Please keep us updated of you know anything

Sent from Petguide.com Free App


----------



## CelticGlory (Jan 19, 2006)

I wonder if these were puppies that couldn't be sold? People would do crazy things to get rid of unwanted puppies. I hope the scum rots!


----------



## Wetdog (May 23, 2001)

There is evil in the world. No matter how much we rant and rale, no matter how much we swear vengeance and seek revenge---any of us, or even all of us can not undo the suffering of even one puppy.

Like everyone else, I think this is a horrible thing for someone to have done, and wish for justice. But there is no justice----and there probably never will be. The person or persons who have done the injustice are wrapped in the dark cloak of anonymity----their tracks covered by the snow of obscurity. Occasionally, the dark veil of secrecy may be lifted a little, and those responsible discovered. But mostly, it is not. And the evil goes on its way, gaining strength with every step. Feeding off of our helplessness and lack of any real way to fight it or stop it.

We are doomed and helpless in a struggle to fight evil. Evil can't be destroyed, it can't be weakened, stopped or even slowed down. The more we try to fight it, the stronger it becomes. We are powerless.

Or are we? I know of only one way to stop evil. And that is, to build the opposite of evil and hate. Evil and hate can not survive where there is love and goodwill. 

It is easy to hate and seek revenge. It is hard to give up hate and revenge and seek love and goodness instead. It goes against everything our minds tell us. It seems completely opposite of what we feel we should be doing.
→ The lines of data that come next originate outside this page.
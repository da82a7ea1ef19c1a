use std::cmp::Ordering;
use std::ffi::OsStr;
use std::path::{Path, PathBuf};

use walkdir::{DirEntry, WalkDir};

use crate::error::{FaceBlurError, Result};
use crate::{BlurOutcome, FaceBlurrer};

/// What to do when one file in a tree fails.
#[derive(Debug, Clone, Copy, Default, PartialEq, Eq)]
pub enum ErrorPolicy {
    /// Log the failure, record it in the summary and keep going.
    #[default]
    Continue,

    /// Stop the walk and return the error.
    Abort,
}

/// Options for [`blur_all_photos`].
#[derive(Debug, Clone, PartialEq, Eq)]
pub struct WalkOptions {
    /// File extensions to process, without the dot. Matching is exact and
    /// case-sensitive.
    pub extensions: Vec<String>,

    /// Failure handling for individual files.
    pub on_error: ErrorPolicy,
}

impl Default for WalkOptions {
    fn default() -> Self {
        Self {
            extensions: vec!["jpg".to_string()],
            on_error: ErrorPolicy::Continue,
        }
    }
}

impl WalkOptions {
    /// Whether `path` carries one of the recognized extensions.
    pub fn recognizes(&self, path: &Path) -> bool {
        path.extension()
            .and_then(OsStr::to_str)
            .is_some_and(|ext| self.extensions.iter().any(|e| e == ext))
    }
}

/// Tally of a directory walk.
#[derive(Debug, Default)]
pub struct WalkSummary {
    /// Photos with at least one face, written blurred.
    pub blurred: usize,
    /// Photos without faces, copied unchanged.
    pub copied: usize,
    /// Photos without faces, not written.
    pub no_face: usize,
    /// Files ignored because of their extension.
    pub skipped: usize,
    /// Files (or directories) that could not be processed.
    pub failed: Vec<(PathBuf, FaceBlurError)>,
}

impl WalkSummary {
    /// Number of recognized photos handled, plus every entry in `failed`.
    ///
    /// `failed` also holds directories that could not be mirrored or read,
    /// so this can exceed the number of photos in the tree.
    pub fn processed(&self) -> usize {
        self.blurred + self.copied + self.no_face + self.failed.len()
    }

    fn record(&mut self, outcome: BlurOutcome) {
        match outcome {
            BlurOutcome::Blurred { .. } => self.blurred += 1,
            BlurOutcome::Copied => self.copied += 1,
            BlurOutcome::NoFace => self.no_face += 1,
        }
    }
}

/// Mirror `src_dir` into `dest_dir`, blurring faces in every recognized photo.
///
/// Directories are recreated under `dest_dir` at the same relative path. In
/// each directory, files are handled before subdirectories, both in name
/// order. If `dest_dir` sits inside `src_dir`, it is not walked.
pub fn blur_all_photos(
    src_dir: impl AsRef<Path>,
    dest_dir: impl AsRef<Path>,
    blurrer: &mut FaceBlurrer,
    options: &WalkOptions,
) -> Result<WalkSummary> {
    let src_dir = src_dir.as_ref();
    let src_root = src_dir.canonicalize().map_err(|source| FaceBlurError::Io {
        path: src_dir.to_path_buf(),
        source,
    })?;
    let dest_root = prepare_dest(dest_dir.as_ref())?;

    tracing::info!("search and blur human faces in {}'s photos", src_root.display());

    let dest_nested = dest_root != src_root && dest_root.starts_with(&src_root);

    let mut summary = WalkSummary::default();
    let walker = WalkDir::new(&src_root)
        .sort_by(files_first)
        .into_iter()
        .filter_entry(|entry| !(dest_nested && entry.path().starts_with(&dest_root)));

    for entry in walker {
        let entry = match entry {
            Ok(entry) => entry,
            Err(err) => {
                let path = err.path().map(Path::to_path_buf).unwrap_or_default();
                fail(&mut summary, options, path, FaceBlurError::Walk(err))?;
                continue;
            }
        };

        let Some(dest_path) = mirrored_path(&src_root, &dest_root, entry.path()) else {
            continue;
        };

        if entry.file_type().is_dir() {
            if let Err(source) = std::fs::create_dir_all(&dest_path) {
                let err = FaceBlurError::Io {
                    path: dest_path.clone(),
                    source,
                };
                fail(&mut summary, options, dest_path, err)?;
            }
            continue;
        }

        if !entry.path().is_file() {
            continue;
        }

        if !options.recognizes(entry.path()) {
            tracing::debug!("skipping {}", entry.path().display());
            summary.skipped += 1;
            continue;
        }

        match blurrer.blur_file(entry.path(), &dest_path) {
            Ok(outcome) => summary.record(outcome),
            Err(err) => fail(&mut summary, options, entry.into_path(), err)?,
        }
    }

    tracing::info!(
        "done: {} blurred, {} copied, {} without faces, {} skipped, {} failed",
        summary.blurred,
        summary.copied,
        summary.no_face,
        summary.skipped,
        summary.failed.len()
    );

    Ok(summary)
}

fn fail(
    summary: &mut WalkSummary,
    options: &WalkOptions,
    path: PathBuf,
    err: FaceBlurError,
) -> Result<()> {
    match options.on_error {
        ErrorPolicy::Abort => Err(err),
        ErrorPolicy::Continue => {
            tracing::warn!("{}: {err}", path.display());
            summary.failed.push((path, err));
            Ok(())
        }
    }
}

/// Files sort before directories; ties break on name.
fn files_first(a: &DirEntry, b: &DirEntry) -> Ordering {
    a.file_type()
        .is_dir()
        .cmp(&b.file_type().is_dir())
        .then_with(|| a.file_name().cmp(b.file_name()))
}

/// Path of `entry` re-rooted from `src_root` to `dest_root`.
fn mirrored_path(src_root: &Path, dest_root: &Path, entry: &Path) -> Option<PathBuf> {
    let relative = entry.strip_prefix(src_root).ok()?;
    Some(dest_root.join(relative))
}

/// Create the destination root and resolve it the same way as the source
/// root, so the two can be compared.
fn prepare_dest(dest: &Path) -> Result<PathBuf> {
    let io_err = |source| FaceBlurError::Io {
        path: dest.to_path_buf(),
        source,
    };
    std::fs::create_dir_all(dest).map_err(io_err)?;
    dest.canonicalize().map_err(io_err)
}
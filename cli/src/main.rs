//! `faceblur` CLI - recognize and blur all faces in photos.

use std::path::PathBuf;
use std::process::ExitCode;

use anyhow::{Context, Result};
use clap::{Parser, ValueEnum};
use tracing_subscriber::{layer::SubscriberExt, util::SubscriberInitExt};

use faceblur_core::{
    blur_all_photos, BlurParams, DetectionModel, ErrorPolicy, FaceBlurrer, WalkOptions,
    MAX_UPSAMPLING,
};

/// Recognize and blur all faces in a photo, or in every photo of a directory tree.
#[derive(Parser, Debug)]
#[command(name = "faceblur")]
#[command(version, about, long_about = None)]
struct Args {
    /// Source image or directory.
    #[arg(value_name = "SRC")]
    src: PathBuf,

    /// Destination image or directory.
    #[arg(value_name = "DEST")]
    dest: PathBuf,

    /// Copy the source image to the destination even if no face was detected.
    #[arg(short, long)]
    copy: bool,

    /// Face detection model.
    #[arg(short, long, value_enum, default_value_t = ModelArg::from(DetectionModel::default()))]
    model: ModelArg,

    /// Gaussian blur kernel size (the neighbors to be considered); must be odd.
    #[arg(short, long = "blurr", default_value_t = 21, value_name = "ODD_INT", value_parser = parse_odd)]
    blurr: u32,

    /// Upsampling passes; higher values find smaller faces but run slower.
    #[arg(short, long, default_value_t = 1, value_name = "INT",
          value_parser = clap::value_parser!(u32).range(0..=i64::from(MAX_UPSAMPLING)))]
    upsampling: u32,

    /// Zoom-in factor; the image is shrunk by this much before detection,
    /// higher values run faster.
    #[arg(short, long = "zoom_in", default_value_t = 1, value_name = "INT",
          value_parser = clap::value_parser!(u32).range(1..))]
    zoom_in: u32,

    /// JPEG output quality (1-100).
    #[arg(short, long, default_value_t = 95, value_name = "INT",
          value_parser = clap::value_parser!(u8).range(1..=100))]
    quality: u8,

    /// File extension processed in directory mode (repeatable, case-sensitive).
    #[arg(long = "ext", value_name = "EXT", default_values_t = [String::from("jpg")])]
    extensions: Vec<String>,

    /// Stop a directory run at the first file that fails.
    #[arg(long)]
    fail_fast: bool,

    /// Directory holding the detector model files.
    #[arg(long, env = "FACEBLUR_MODEL_DIR", default_value = "model", value_name = "DIR")]
    model_dir: PathBuf,

    /// Enable verbose output.
    #[arg(short, long)]
    verbose: bool,
}

#[derive(Debug, Clone, Copy, PartialEq, Eq, ValueEnum)]
enum ModelArg {
    /// Histogram-style cascade: faster, less accurate.
    #[value(name = "fast-geometric", alias = "hog")]
    FastGeometric,

    /// Convolutional network: slower, more accurate.
    #[value(name = "neural", alias = "cnn")]
    Neural,
}

impl From<DetectionModel> for ModelArg {
    fn from(model: DetectionModel) -> Self {
        match model {
            DetectionModel::FastGeometric => ModelArg::FastGeometric,
            DetectionModel::Neural => ModelArg::Neural,
        }
    }
}

impl From<ModelArg> for DetectionModel {
    fn from(model: ModelArg) -> Self {
        match model {
            ModelArg::FastGeometric => DetectionModel::FastGeometric,
            ModelArg::Neural => DetectionModel::Neural,
        }
    }
}

fn parse_odd(value: &str) -> Result<u32, String> {
    let size: u32 = value
        .parse()
        .map_err(|_| format!("{value} is not an int value"))?;
    if size % 2 == 0 {
        return Err(format!("{size} is not an odd int value"));
    }
    Ok(size)
}

impl Args {
    fn params(&self) -> BlurParams {
        BlurParams {
            model: self.model.into(),
            upsampling: self.upsampling,
            zoom_factor: self.zoom_in,
            kernel_size: self.blurr,
            copy_when_no_face: self.copy,
            jpeg_quality: self.quality,
        }
    }

    fn walk_options(&self) -> WalkOptions {
        WalkOptions {
            extensions: self.extensions.clone(),
            on_error: if self.fail_fast {
                ErrorPolicy::Abort
            } else {
                ErrorPolicy::Continue
            },
        }
    }
}

fn main() -> ExitCode {
    let args = Args::parse();

    // Initialize logging
    let log_level = if args.verbose { "debug" } else { "info" };
    tracing_subscriber::registry()
        .with(
            tracing_subscriber::EnvFilter::try_from_default_env()
                .unwrap_or_else(|_| format!("faceblur={log_level}").into()),
        )
        .with(tracing_subscriber::fmt::layer().with_target(false))
        .init();

    match run(&args) {
        Ok(true) => ExitCode::SUCCESS,
        Ok(false) => ExitCode::FAILURE,
        Err(err) => {
            tracing::error!("{err:#}");
            ExitCode::FAILURE
        }
    }
}

/// Returns `false` when a directory run finished with failed files.
fn run(args: &Args) -> Result<bool> {
    let params = args.params();
    let mut blurrer = FaceBlurrer::from_model_dir(params, &args.model_dir)
        .with_context(|| format!("Failed to initialize the {} detector", params.model))?;

    if args.src.is_file() {
        blurrer
            .blur_file(&args.src, &args.dest)
            .with_context(|| format!("Failed to process {}", args.src.display()))?;
        return Ok(true);
    }

    let summary = blur_all_photos(&args.src, &args.dest, &mut blurrer, &args.walk_options())
        .with_context(|| format!("Failed to process directory {}", args.src.display()))?;

    for (path, err) in &summary.failed {
        tracing::error!("{}: {err}", path.display());
    }

    Ok(summary.failed.is_empty())
}
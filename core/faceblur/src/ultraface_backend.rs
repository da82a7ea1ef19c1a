use std::path::Path;

use image::imageops::FilterType;
use image::DynamicImage;
use ort::session::builder::GraphOptimizationLevel;
use ort::session::Session;
use ort::value::Tensor;

use crate::error::{FaceBlurError, Result};
use crate::face_detector::{BoundingBox, FaceDetector};

/// File name of the UltraFace network inside the model directory.
pub const MODEL_FILE: &str = "version-RFB-320.onnx";

const INPUT_WIDTH: u32 = 320;
const INPUT_HEIGHT: u32 = 240;
const PIXEL_MEAN: f32 = 127.0;
const PIXEL_SCALE: f32 = 128.0;
const SCORE_THRESHOLD: f32 = 0.7;
const IOU_THRESHOLD: f32 = 0.3;

/// Face detector backed by the UltraFace RFB-320 network, run through ONNX
/// Runtime. This is the `neural` model.
///
/// The network has a fixed 320x240 input, so every frame is resized to it and
/// boxes are mapped back to the caller's image size.
pub struct UltrafaceDetector {
    session: Session,
}

impl UltrafaceDetector {
    /// Load the UltraFace ONNX model from `path`.
    pub fn from_file(path: &Path) -> Result<Self> {
        if !path.exists() {
            return Err(FaceBlurError::ModelLoad {
                path: path.to_path_buf(),
                reason: "file not found".to_string(),
            });
        }
        let session = build_session(path).map_err(|e| FaceBlurError::ModelLoad {
            path: path.to_path_buf(),
            reason: e.to_string(),
        })?;
        tracing::debug!("loaded UltraFace network from {}", path.display());
        Ok(Self { session })
    }
}

fn build_session(path: &Path) -> ort::Result<Session> {
    Session::builder()?
        .with_optimization_level(GraphOptimizationLevel::Level3)?
        .commit_from_file(path)
}

impl FaceDetector for UltrafaceDetector {
    fn detect(&mut self, image: &DynamicImage) -> Result<Vec<BoundingBox>> {
        let input = preprocess(image);
        // NCHW, matching INPUT_HEIGHT x INPUT_WIDTH.
        let tensor = Tensor::from_array((vec![1, 3, 240, 320], input))
            .map_err(|e| FaceBlurError::Inference(e.to_string()))?;

        let outputs = self
            .session
            .run(ort::inputs![tensor])
            .map_err(|e| FaceBlurError::Inference(e.to_string()))?;

        let (_, scores) = outputs["scores"]
            .try_extract_tensor::<f32>()
            .map_err(|e| FaceBlurError::Inference(e.to_string()))?;
        let (_, boxes) = outputs["boxes"]
            .try_extract_tensor::<f32>()
            .map_err(|e| FaceBlurError::Inference(e.to_string()))?;

        let candidates = collect_candidates(scores, boxes, SCORE_THRESHOLD);
        let kept = non_max_suppression(candidates, IOU_THRESHOLD);

        let (w, h) = (image.width() as f32, image.height() as f32);
        Ok(kept
            .iter()
            .map(|c| BoundingBox {
                top: (c.y1 * h).round() as i32,
                right: (c.x2 * w).round() as i32,
                bottom: (c.y2 * h).round() as i32,
                left: (c.x1 * w).round() as i32,
            })
            .collect())
    }
}

/// Resize to the network input and lay the pixels out as normalized NCHW.
fn preprocess(image: &DynamicImage) -> Vec<f32> {
    let resized = image
        .resize_exact(INPUT_WIDTH, INPUT_HEIGHT, FilterType::Triangle)
        .to_rgb8();
    let plane = (INPUT_WIDTH * INPUT_HEIGHT) as usize;
    let mut data = vec![0f32; plane * 3];
    for (i, pixel) in resized.pixels().enumerate() {
        for c in 0..3 {
            data[c * plane + i] = (f32::from(pixel.0[c]) - PIXEL_MEAN) / PIXEL_SCALE;
        }
    }
    data
}

/// Candidate face in normalized corner form.
#[derive(Debug, Clone, Copy, PartialEq)]
struct Candidate {
    x1: f32,
    y1: f32,
    x2: f32,
    y2: f32,
    score: f32,
}

impl Candidate {
    fn area(&self) -> f32 {
        (self.x2 - self.x1).max(0.0) * (self.y2 - self.y1).max(0.0)
    }

    fn iou(&self, other: &Candidate) -> f32 {
        let iw = (self.x2.min(other.x2) - self.x1.max(other.x1)).max(0.0);
        let ih = (self.y2.min(other.y2) - self.y1.max(other.y1)).max(0.0);
        let inter = iw * ih;
        let union = self.area() + other.area() - inter;
        if union <= 0.0 {
            0.0
        } else {
            inter / union
        }
    }
}

/// `scores` is `[N, 2]` (background, face); `boxes` is `[N, 4]`.
fn collect_candidates(scores: &[f32], boxes: &[f32], threshold: f32) -> Vec<Candidate> {
    scores
        .chunks_exact(2)
        .zip(boxes.chunks_exact(4))
        .filter(|(s, _)| s[1] > threshold)
        .map(|(s, b)| Candidate {
            x1: b[0].clamp(0.0, 1.0),
            y1: b[1].clamp(0.0, 1.0),
            x2: b[2].clamp(0.0, 1.0),
            y2: b[3].clamp(0.0, 1.0),
            score: s[1],
        })
        .collect()
}

/// Greedy NMS: keep the best-scoring candidate, drop anything overlapping it.
fn non_max_suppression(mut candidates: Vec<Candidate>, iou_threshold: f32) -> Vec<Candidate> {
    candidates.sort_by(|a, b| b.score.total_cmp(&a.score));
    let mut kept: Vec<Candidate> = Vec::new();
    for candidate in candidates {
        if kept.iter().all(|k| k.iou(&candidate) < iou_threshold) {
            kept.push(candidate);
        }
    }
    kept
}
Maybe what we need to do is react by doing the complete opposite of what we feel like doing, but know seeking the revenge we feel we want will do nothing whatever to help or even undo the tiniest part of what has already been done.

Maybe instead of hate, we should show love. Maybe instead of revenge, we should look for justice. Maybe instead of revenge, we should seek to love and help those that we still can help----those who have not suffered like this yet.

You do not have to forget---and it is better not to forget. What better way to remember than to use that memory to work to make the bad just memories?

Do good. As you sow, so also shall you reap.

As Ye Sow


----------



## halo2013 (Jan 6, 2014)

CelticGlory said:


> I wonder if these were puppies that couldn't be sold? People would do crazy things to get rid of unwanted puppies. I hope the scum rots!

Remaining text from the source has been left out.